What is the performance? Since almost all chess engines are written in C++ or in C, can a C# engine work at the same level of magnitude of performance? Here below the performance, we have for the starting position:

Depth: 6 119060324 moves 5,34 seconds. 22283422,048 Move/s. Hash Hit=1400809 

The same test with roce (that is a C++ chess engine):

Perft (6): 119060324, Time: 4.208 s 

So almost the same, that is good if we remember that we wrote in C# Smile. We just used a little hack: as you probably know (or will know if you will start playing with chess engines development) chess engines use hash tables to store information about a board (by using hashes against Zobrist Keys).
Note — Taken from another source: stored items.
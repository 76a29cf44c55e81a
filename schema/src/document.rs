//! The document-input contract.

use schemars::JsonSchema;
use serde::{Deserialize, Serialize};

/// A document supplied for extraction, encoded as a self-describing string.
///
/// The payload is opaque to this crate: it is handed to the extraction
/// engine verbatim and never decoded locally, so decodability is the
/// engine's concern. The usual encoding is a data URI carrying a media-type
/// prefix, e.g. `data:application/pdf;base64,...`.
#[derive(Debug, Clone, PartialEq, Eq, Serialize, Deserialize, JsonSchema)]
pub struct DocumentPayload {
    /// The encoded document bytes.
    pub document: String,
}

impl DocumentPayload {
    /// Creates a payload from an already-encoded document string.
    #[must_use]
    pub fn new(document: impl Into<String>) -> Self {
        Self {
            document: document.into(),
        }
    }
}
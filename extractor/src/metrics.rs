//! Per-call metrics for extraction operations.

use std::time::Duration;

/// Metrics collected over a single extraction call.
#[derive(Debug, Clone, Default)]
pub struct ExtractionMetrics {
    /// Wall-clock time from input validation to verdict.
    pub wall_time: Duration,
    /// Estimated tokens submitted to the engine (instruction + document).
    pub estimated_input_tokens: usize,
    /// Estimated tokens in the engine's structured output.
    pub estimated_output_tokens: usize,
}

/// Estimate token count from text using the 4-chars-per-token heuristic.
///
/// Counts characters rather than bytes so multi-byte text is not inflated;
/// ceiling division avoids underestimation.
#[must_use]
pub fn estimate_tokens(text: &str) -> usize {
    text.chars().count().div_ceil(4)
}
//! Configuration for the extraction orchestrator.

/// Configuration for one extractor instance.
///
/// Instruction text and contract embedding are configuration, not
/// architecture: changing them never changes validation or failure
/// semantics.
#[derive(Debug, Clone)]
pub struct ExtractorConfig {
    /// Whether to append the output contract to the instruction (default: true).
    pub include_contract_in_instruction: bool,
    /// Replacement for the built-in instruction text (default: none).
    pub instruction_override: Option<String>,
}

impl Default for ExtractorConfig {
    fn default() -> Self {
        Self {
            include_contract_in_instruction: true,
            instruction_override: None,
        }
    }
}

impl ExtractorConfig {
    /// Set whether the output contract is appended to the instruction.
    #[must_use]
    pub const fn with_contract_in_instruction(mut self, include: bool) -> Self {
        self.include_contract_in_instruction = include;
        self
    }

    /// Replace the built-in instruction text.
    #[must_use]
    pub fn with_instruction(mut self, instruction: impl Into<String>) -> Self {
        self.instruction_override = Some(instruction.into());
        self
    }
}
//! HTTP client abstraction for testability

use std::future::Future;
use std::pin::Pin;
use std::time::Duration;

use super::types::WikipediaError;

/// User agent sent on every request, per Wikimedia API policy.
pub const USER_AGENT: &str = "wikilayer/0.1 (+https://github.com/wikilayer/wikilayer)";

/// Default request timeout in seconds.
pub const DEFAULT_TIMEOUT_SECS: u64 = 30;

/// Boxed future type for dyn-compatible async methods.
pub type BoxFuture<'a, T> = Pin<Box<dyn Future<Output = T> + Send + 'a>>;

/// Trait for HTTP GET operations.
///
/// This abstraction allows for dependency injection and easier testing
/// by enabling mock HTTP clients in tests.
pub trait HttpClient: Send + Sync {
    /// Performs an HTTP GET request and returns the response body.
    fn get<'a>(&'a self, url: &'a str) -> BoxFuture<'a, Result<Vec<u8>, WikipediaError>>;
}

/// Real HTTP client implementation using reqwest.
pub struct ReqwestClient {
    client: reqwest::Client,
}

impl ReqwestClient {
    /// Creates a new ReqwestClient with default configuration.
    pub fn new() -> Result<Self, WikipediaError> {
        Self::with_timeout(DEFAULT_TIMEOUT_SECS)
    }

    /// Creates a new ReqwestClient with custom timeout.
    pub fn with_timeout(timeout_secs: u64) -> Result<Self, WikipediaError> {
        let client = reqwest::Client::builder()
            .user_agent(USER_AGENT)
            .timeout(Duration::from_secs(timeout_secs))
            .build()
            .map_err(|e| WikipediaError::Http(format!("Failed to create HTTP client: {}", e)))?;

        Ok(Self { client })
    }
}

impl HttpClient for ReqwestClient {
    fn get<'a>(&'a self, url: &'a str) -> BoxFuture<'a, Result<Vec<u8>, WikipediaError>> {
        Box::pin(async move {
            let response = self
                .client
                .get(url)
                .send()
                .await
                .map_err(|e| WikipediaError::Http(format!("Request failed: {}", e)))?;

            if !response.status().is_success() {
                return Err(WikipediaError::Http(format!(
                    "HTTP {} from {}",
                    response.status(),
                    url
                )));
            }

            response
                .bytes()
                .await
                .map(|b| b.to_vec())
                .map_err(|e| WikipediaError::Http(format!("Failed to read response: {}", e)))
        })
    }
}
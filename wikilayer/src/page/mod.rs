//! Wikipedia page entities.
//!
//! A [`WikipediaPage`] identifies an article by `(page id, language code)`
//! and carries its coordinate, a lazily fetched summary, and the distance to
//! the most recent reference position. [`PageView`] is the flattened record
//! handed to display consumers.

use crate::geo::Position;

/// Cache identity of a Wikipedia article.
///
/// The same page id can exist on several language wikis, so the language
/// code is part of the key.
#[derive(Debug, Clone, PartialEq, Eq, Hash)]
pub struct PageKey {
    /// Upstream page id.
    pub page_id: i64,
    /// Wikipedia language code (e.g. "en", "de").
    pub language: String,
}

impl PageKey {
    /// Creates a page key.
    pub fn new(page_id: i64, language: impl Into<String>) -> Self {
        Self {
            page_id,
            language: language.into(),
        }
    }
}

/// A Wikipedia article near some position.
///
/// Created from a geosearch result with no summary; the summary is filled in
/// by a later extracts fetch. `distance_m` is a derived value, recomputed
/// every time the cache is queried against a new reference position.
#[derive(Debug, Clone)]
pub struct WikipediaPage {
    /// Upstream page id.
    pub page_id: i64,
    /// Wikipedia language code.
    pub language: String,
    /// Article title.
    pub title: String,
    /// Article coordinate.
    pub position: Position,
    /// Intro extract; `None` until fetched. An extract the API never
    /// returned stays `None`, it is not an empty string.
    pub summary: Option<String>,
    /// Distance in meters to the last reference position the cache was
    /// queried with.
    pub distance_m: f64,
}

impl WikipediaPage {
    /// Creates a page from a geosearch result (no summary yet).
    pub fn new(
        page_id: i64,
        language: impl Into<String>,
        title: impl Into<String>,
        position: Position,
    ) -> Self {
        Self {
            page_id,
            language: language.into(),
            title: title.into(),
            position,
            summary: None,
            distance_m: 0.0,
        }
    }

    /// The page's cache key.
    pub fn key(&self) -> PageKey {
        PageKey::new(self.page_id, self.language.clone())
    }

    /// Canonical article URL, derived from language and title.
    pub fn url(&self) -> String {
        format!(
            "https://{}.wikipedia.org/wiki/{}",
            self.language,
            self.title.replace(' ', "_")
        )
    }
}

/// Display record produced for UI consumers.
#[derive(Debug, Clone, PartialEq)]
pub struct PageView {
    /// Article title.
    pub title: String,
    /// Canonical article URL.
    pub url: String,
    /// Distance in meters from the current reference position.
    pub distance_m: f64,
    /// Intro extract, if already fetched.
    pub summary: Option<String>,
}

impl From<&WikipediaPage> for PageView {
    fn from(page: &WikipediaPage) -> Self {
        Self {
            title: page.title.clone(),
            url: page.url(),
            distance_m: page.distance_m,
            summary: page.summary.clone(),
        }
    }
}
//! Application bootstrap and lifecycle management.
//!
//! This module provides the `WikiLayerApp` type which wires the Wikipedia
//! client, the session event loop and the display channel together from a
//! single [`AppConfig`], so front-ends only deal with three things: a
//! config, an event sender for their simulator connector, and a view
//! receiver for their display.
//!
//! # Example
//!
//! ```ignore
//! use wikilayer::app::{AppConfig, WikiLayerApp};
//!
//! let config = AppConfig::load(Path::new("wikilayer.ini"))?;
//! let app = WikiLayerApp::start(&config)?;
//!
//! let mut connector = DummyConnector::new(app.events());
//! let mut views = app.views();
//!
//! // ... drive the connector, render views.changed() updates ...
//!
//! app.shutdown().await;
//! ```

mod bootstrap;
mod config;
mod error;

pub use bootstrap::WikiLayerApp;
pub use config::{
    AppConfig, DEFAULT_REFRESH_INTERVAL_SECS, DISPLAY_RADIUS_OPTIONS_M, LANGUAGE_OPTIONS,
};
pub use error::AppError;
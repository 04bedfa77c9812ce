//! Tracing subscriber setup.
//!
//! Front-ends call [`init`] once at startup. The filter defaults to `info`
//! and can be overridden with the standard `RUST_LOG` environment variable.

use time::macros::format_description;
use tracing_subscriber::fmt::time::LocalTime;
use tracing_subscriber::EnvFilter;

/// Initializes the global tracing subscriber with the `info` level default.
pub fn init() {
    init_with_filter("info");
}

/// Initializes the global tracing subscriber with a custom default filter.
///
/// `RUST_LOG` takes precedence when set. Calling this more than once keeps
/// the first subscriber.
pub fn init_with_filter(default_filter: &str) {
    let filter =
        EnvFilter::try_from_default_env().unwrap_or_else(|_| EnvFilter::new(default_filter));
    let timer = LocalTime::new(format_description!("[hour]:[minute]:[second]"));

    let _ = tracing_subscriber::fmt()
        .with_env_filter(filter)
        .with_timer(timer)
        .try_init();
}
//! Debounce state machine gating geosearch requests.

use std::time::{Duration, Instant};

use crate::geo::Position;

/// Internal policy state.
#[derive(Debug, Clone, Copy)]
enum PolicyState {
    /// No request has been issued yet; the first position always fetches.
    Idle,

    /// A request has been issued from `origin` at `fetched_at`.
    Tracking {
        origin: Position,
        fetched_at: Instant,
    },
}

/// Decides whether a position tick should trigger a new geosearch request.
///
/// The first position after construction or [`reset`](Self::reset) always
/// fetches. After that, a fetch requires both axes of the debounce to pass:
/// travel distance from the last request origin above `min_travel_m`, and
/// wall-clock time since the last request at least `min_interval`. The time
/// axis prevents redundant queries while loitering near the distance
/// boundary.
#[derive(Debug)]
pub struct RefreshPolicy {
    state: PolicyState,
    min_travel_m: f64,
    min_interval: Duration,
}

impl RefreshPolicy {
    /// Creates a policy in the Idle state.
    pub fn new(min_travel_m: f64, min_interval: Duration) -> Self {
        Self {
            state: PolicyState::Idle,
            min_travel_m,
            min_interval,
        }
    }

    /// Whether a request should be issued for `current` now.
    pub fn should_fetch(&self, current: Position) -> bool {
        self.should_fetch_at(current, Instant::now())
    }

    /// Whether a request should be issued for `current` at `now`.
    ///
    /// Takes the clock explicitly so tests can drive the time axis.
    pub fn should_fetch_at(&self, current: Position, now: Instant) -> bool {
        match self.state {
            PolicyState::Idle => true,
            PolicyState::Tracking { origin, fetched_at } => {
                current.distance_m(origin) > self.min_travel_m
                    && now.duration_since(fetched_at) >= self.min_interval
            }
        }
    }

    /// Records that a request was issued from `origin`.
    pub fn note_fetch(&mut self, origin: Position) {
        self.note_fetch_at(origin, Instant::now());
    }

    /// Records that a request was issued from `origin` at `now`.
    pub fn note_fetch_at(&mut self, origin: Position, now: Instant) {
        self.state = PolicyState::Tracking {
            origin,
            fetched_at: now,
        };
    }

    /// Position the last request was issued from, if any.
    pub fn last_origin(&self) -> Option<Position> {
        match self.state {
            PolicyState::Idle => None,
            PolicyState::Tracking { origin, .. } => Some(origin),
        }
    }

    /// Returns to the Idle state, so the next position fetches
    /// unconditionally. Invoked on disconnect.
    pub fn reset(&mut self) {
        self.state = PolicyState::Idle;
    }
}
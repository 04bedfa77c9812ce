//! Refresh policy and service.
//!
//! Decides, for each incoming position, whether a new geosearch request is
//! worth issuing, and runs the full refresh cycle: search, cache merge,
//! summary backfill, display view.
//!
//! # Debounce
//!
//! The geosearch call is the expensive, rate-limited operation; filtering
//! the warm cache is cheap and runs on every tick. A new request is issued
//! only when the aircraft has traveled far enough from the origin of the
//! last request AND enough wall-clock time has passed:
//!
//! ```text
//!                first position
//!       Idle ──────────────────────► Tracking { origin, fetched_at }
//!        ^                              │   fetch iff
//!        │          reset()             │   distance(current, origin) > min_travel
//!        +──────────────────────────────+   && elapsed >= min_interval
//! ```
//!
//! The search radius (how wide a net is cast, amortized across movement) is
//! deliberately decoupled from the display radius (what is currently shown).

mod policy;
mod service;

pub use policy::RefreshPolicy;
pub use service::RefreshService;

use std::time::Duration;

use crate::wikipedia::GEOSEARCH_MAX_RADIUS_M;

/// Default Wikipedia language code.
pub const DEFAULT_LANGUAGE: &str = "en";

/// Default search radius in meters (the geosearch API ceiling).
pub const DEFAULT_SEARCH_RADIUS_M: u32 = GEOSEARCH_MAX_RADIUS_M;

/// Default display radius in meters.
pub const DEFAULT_DISPLAY_RADIUS_M: u32 = 3_000;

/// Default minimum travel distance before a new search, in meters.
pub const DEFAULT_MIN_TRAVEL_M: f64 = 1_000.0;

/// Default minimum wall-clock interval between searches.
pub const DEFAULT_MIN_INTERVAL: Duration = Duration::from_secs(3);

/// Default maximum number of summaries backfilled per refresh cycle.
pub const DEFAULT_SUMMARY_BATCH_LIMIT: usize = 50;

/// Configuration for the refresh pipeline.
#[derive(Clone, Debug)]
pub struct RefreshConfig {
    /// Wikipedia language code.
    pub language: String,

    /// Radius for geosearch requests, in meters. Clamped to the API
    /// maximum of [`GEOSEARCH_MAX_RADIUS_M`].
    pub search_radius_m: u32,

    /// Radius for the served display view, in meters. Typically smaller
    /// than the search radius.
    pub display_radius_m: u32,

    /// Minimum travel distance from the last request origin before a new
    /// search is issued, in meters.
    pub min_travel_m: f64,

    /// Minimum wall-clock time between searches.
    pub min_interval: Duration,

    /// Maximum number of summaries backfilled per cycle.
    pub summary_batch_limit: usize,
}

impl Default for RefreshConfig {
    fn default() -> Self {
        Self {
            language: DEFAULT_LANGUAGE.to_string(),
            search_radius_m: DEFAULT_SEARCH_RADIUS_M,
            display_radius_m: DEFAULT_DISPLAY_RADIUS_M,
            min_travel_m: DEFAULT_MIN_TRAVEL_M,
            min_interval: DEFAULT_MIN_INTERVAL,
            summary_batch_limit: DEFAULT_SUMMARY_BATCH_LIMIT,
        }
    }
}

impl RefreshConfig {
    /// Creates a config with defaults for the given language.
    pub fn new(language: impl Into<String>) -> Self {
        Self {
            language: language.into(),
            ..Self::default()
        }
    }

    /// Set the search radius (clamped to the API maximum).
    pub fn with_search_radius_m(mut self, radius_m: u32) -> Self {
        self.search_radius_m = radius_m.min(GEOSEARCH_MAX_RADIUS_M);
        self
    }

    /// Set the display radius.
    pub fn with_display_radius_m(mut self, radius_m: u32) -> Self {
        self.display_radius_m = radius_m;
        self
    }

    /// Set the debounce travel distance.
    pub fn with_min_travel_m(mut self, meters: f64) -> Self {
        self.min_travel_m = meters;
        self
    }

    /// Set the debounce interval.
    pub fn with_min_interval(mut self, interval: Duration) -> Self {
        self.min_interval = interval;
        self
    }

    /// Set the per-cycle summary backfill limit.
    pub fn with_summary_batch_limit(mut self, limit: usize) -> Self {
        self.summary_batch_limit = limit;
        self
    }
}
This table is stored in an unmanaged big memory array, this achieved a really sensible increase in performances.

Well, some more details about the engine:

  • It uses a 0x88 board representation.
  • It uses object oriented code (so it is easier to understand compared to traditional C++ engines).
  • The internal random numbers for the zobrist key are generated by a Mersenne Twister Generator, that really solved some nasty bug due to wrong hash conflicts when I used the standard random algo of C#.
  • It uses a transposition table in unmanaged memory to increase performance.
  • It has a performance comparable (at least in move generation) with traditional C/C++ engines.

What We Can Do Next?

Complete the engine with a good working Negamaxalpha – beta pruning algorithm.

What Can We Do with the Code As Is?

We can use the move generator as is to validate game moves in a two human player UI, or for generating fancy images from FEN positions, write a WPF (another) chess board (winboard compatible? So a lot of engines are already written for it) and so on.

Enjoy!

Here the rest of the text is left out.